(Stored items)

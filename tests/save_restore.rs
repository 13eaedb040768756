//! Integration tests for the flat JSON save format.
//!
//! The contract: a well-formed save restores the exact profile and state;
//! anything else — missing file, garbage bytes — loads as a fresh game.

use hacker_terminal::data::Profile;
use hacker_terminal::game::GameState;
use hacker_terminal::persistence::{self, SaveData};
use std::path::PathBuf;

fn scratch_file(name: &str) -> PathBuf {
    std::env::temp_dir().join(format!("hacker_terminal_{}_{}", std::process::id(), name))
}

fn played_game() -> (Profile, GameState) {
    let mut profile = Profile::new();
    profile.award_xp(65);
    let mut state = GameState::new();
    state.user_name = Some("trinity".to_string());
    state.tools.push("nmap".to_string());
    state.discovered_ips = vec!["192.168.0.42".to_string()];
    state.mission_step = 3;
    state.side_mission_progress.insert(1, 1);
    (profile, state)
}

#[test]
fn file_roundtrip_restores_profile_and_state() {
    let path = scratch_file("roundtrip.json");
    let (profile, state) = played_game();

    persistence::save_to_path(&path, &SaveData::capture(&profile, &state)).expect("save failed");
    let (loaded_profile, loaded_state) = persistence::load_or_initial(&path);
    persistence::clear_save(&path);

    assert_eq!(loaded_profile, profile);
    assert_eq!(loaded_state, state);
}

#[test]
fn missing_save_loads_a_fresh_game() {
    let path = scratch_file("never_written.json");
    let (profile, state) = persistence::load_or_initial(&path);
    assert_eq!(profile, Profile::new());
    assert_eq!(state, GameState::new());
}

#[test]
fn corrupted_save_loads_a_fresh_game() {
    let path = scratch_file("corrupted.json");
    std::fs::write(&path, b"{ \"user_xp\": \"not a number\"").expect("write failed");

    let (profile, state) = persistence::load_or_initial(&path);
    persistence::clear_save(&path);

    assert_eq!(profile, Profile::new());
    assert_eq!(state, GameState::new());
}

#[test]
fn save_is_flat_json_the_shell_can_inspect() {
    let (profile, state) = played_game();
    let mut buffer = Vec::new();
    persistence::save_to(&mut buffer, &SaveData::capture(&profile, &state)).expect("save failed");

    let value: serde_json::Value = serde_json::from_slice(&buffer).expect("not JSON");
    assert_eq!(value["user_name"], "trinity");
    assert_eq!(value["user_xp"], 65);
    assert_eq!(value["user_level"], 1);
    assert_eq!(value["user_title"], "Script Kiddie");
    assert_eq!(value["game_state"]["mission_step"], 3);
    assert_eq!(value["game_state"]["tools"][0], "nmap");
}
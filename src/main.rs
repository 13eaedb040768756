//! Hacker Terminal
//!
//! A terminal hacking simulation game: scan, connect, infiltrate,
//! become a Digital Ghost.

use crossterm::{
    execute,
    terminal::{disable_raw_mode, enable_raw_mode, EnterAlternateScreen, LeaveAlternateScreen},
};
use hacker_terminal::tui::App;
use ratatui::backend::CrosstermBackend;
use ratatui::Terminal;
use std::io::{self, stdout};

fn main() -> io::Result<()> {
    // Setup terminal
    enable_raw_mode()?;
    let mut stdout = stdout();
    execute!(stdout, EnterAlternateScreen)?;
    let backend = CrosstermBackend::new(stdout);
    let mut terminal = Terminal::new(backend)?;

    // Create app
    let mut app = App::new();

    // Main loop
    while app.running {
        // Draw
        terminal.draw(|frame| {
            app.render(frame);
        })?;

        // Handle input
        if !app.handle_input()? {
            break;
        }
    }

    // Cleanup
    disable_raw_mode()?;
    execute!(terminal.backend_mut(), LeaveAlternateScreen)?;
    terminal.show_cursor()?;

    println!("\n╔════════════════════════════════════════════════════════╗");
    println!("║  Connection closed. Thanks for playing Hacker Terminal ║");
    println!("║                                                        ║");
    println!("║  Stay curious. Stay legal.                             ║");
    println!("╚════════════════════════════════════════════════════════╝\n");

    Ok(())
}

# The problem
Give back every entry above, complete and exact.

# Your solution
filename tests/save_restore.rs
repository 13eaedb040768756
//! Integration tests for the flat JSON save format.
//!
//! The contract: a well-formed save restores the exact profile and state;
//! anything else — missing file, garbage bytes — loads as a fresh game.

use hacker_terminal::data::Profile;
use hacker_terminal::game::GameState;
use hacker_terminal::persistence::{self, SaveData};
use std::path::PathBuf;

fn scratch_file(name: &str) -> PathBuf {
    std::env::temp_dir().join(format!("hacker_terminal_{}_{}", std::process::id(), name))
}

fn played_game() -> (Profile, GameState) {
    let mut profile = Profile::new();
    profile.award_xp(65);
    let mut state = GameState::new();
    state.user_name = Some("trinity".to_string());
    state.tools.push("nmap".to_string());
    state.discovered_ips = vec!["192.168.0.42".to_string()];
    state.mission_step = 3;
    state.side_mission_progress.insert(1, 1);
    (profile, state)
}

#[test]
fn file_roundtrip_restores_profile_and_state() {
    let path = scratch_file("roundtrip.json");
    let (profile, state) = played_game();

    persistence::save_to_path(&path, &SaveData::capture(&profile, &state)).expect("save failed");
    let (loaded_profile, loaded_state) = persistence::load_or_initial(&path);
    persistence::clear_save(&path);

    assert_eq!(loaded_profile, profile);
    assert_eq!(loaded_state, state);
}

#[test]
fn missing_save_loads_a_fresh_game() {
    let path = scratch_file("never_written.json");
    let (profile, state) = persistence::load_or_initial(&path);
    assert_eq!(profile, Profile::new());
    assert_eq!(state, GameState::new());
}

#[test]
fn corrupted_save_loads_a_fresh_game() {
    let path = scratch_file("corrupted.json");
    std::fs::write(&path, b"{ \"user_xp\": \"not a number\"").expect("write failed");

    let (profile, state) = persistence::load_or_initial(&path);
    persistence::clear_save(&path);

    assert_eq!(profile, Profile::new());
    assert_eq!(state, GameState::new());
}

#[test]
fn save_is_flat_json_the_shell_can_inspect() {
    let (profile, state) = played_game();
    let mut buffer = Vec::new();
    persistence::save_to(&mut buffer, &SaveData::capture(&profile, &state)).expect("save failed");

    let value: serde_json::Value = serde_json::from_slice(&buffer).expect("not JSON");
    assert_eq!(value["user_name"], "trinity");
    assert_eq!(value["user_xp"], 65);
    assert_eq!(value["user_level"], 1);
    assert_eq!(value["user_title"], "Script Kiddie");
    assert_eq!(value["game_state"]["mission_step"], 3);
    assert_eq!(value["game_state"]["tools"][0], "nmap");
}
filename src/main.rs
repository 13eaedb040768756
//! Hacker Terminal
//!
//! A terminal hacking simulation game: scan, connect, infiltrate,
//! become a Digital Ghost.

use crossterm::{
    execute,
    terminal::{disable_raw_mode, enable_raw_mode, EnterAlternateScreen, LeaveAlternateScreen},
};
use hacker_terminal::tui::App;
use ratatui::backend::CrosstermBackend;
use ratatui::Terminal;
use std::io::{self, stdout};

fn main() -> io::Result<()> {
    // Setup terminal
    enable_raw_mode()?;
    let mut stdout = stdout();
    execute!(stdout, EnterAlternateScreen)?;
    let backend = CrosstermBackend::new(stdout);
    let mut terminal = Terminal::new(backend)?;

    // Create app
    let mut app = App::new();

    // Main loop
    while app.running {
        // Draw
        terminal.draw(|frame| {
            app.render(frame);
        })?;

        // Handle input
        if !app.handle_input()? {
            break;
        }
    }

    // Cleanup
    disable_raw_mode()?;
    execute!(terminal.backend_mut(), LeaveAlternateScreen)?;
    terminal.show_cursor()?;

    println!("\n╔════════════════════════════════════════════════════════╗");
    println!("║  Connection closed. Thanks for playing Hacker Terminal ║");
    println!("║                                                        ║");
    println!("║  Stay curious. Stay legal.                             ║");
    println!("╚════════════════════════════════════════════════════════╝\n");

    Ok(())
}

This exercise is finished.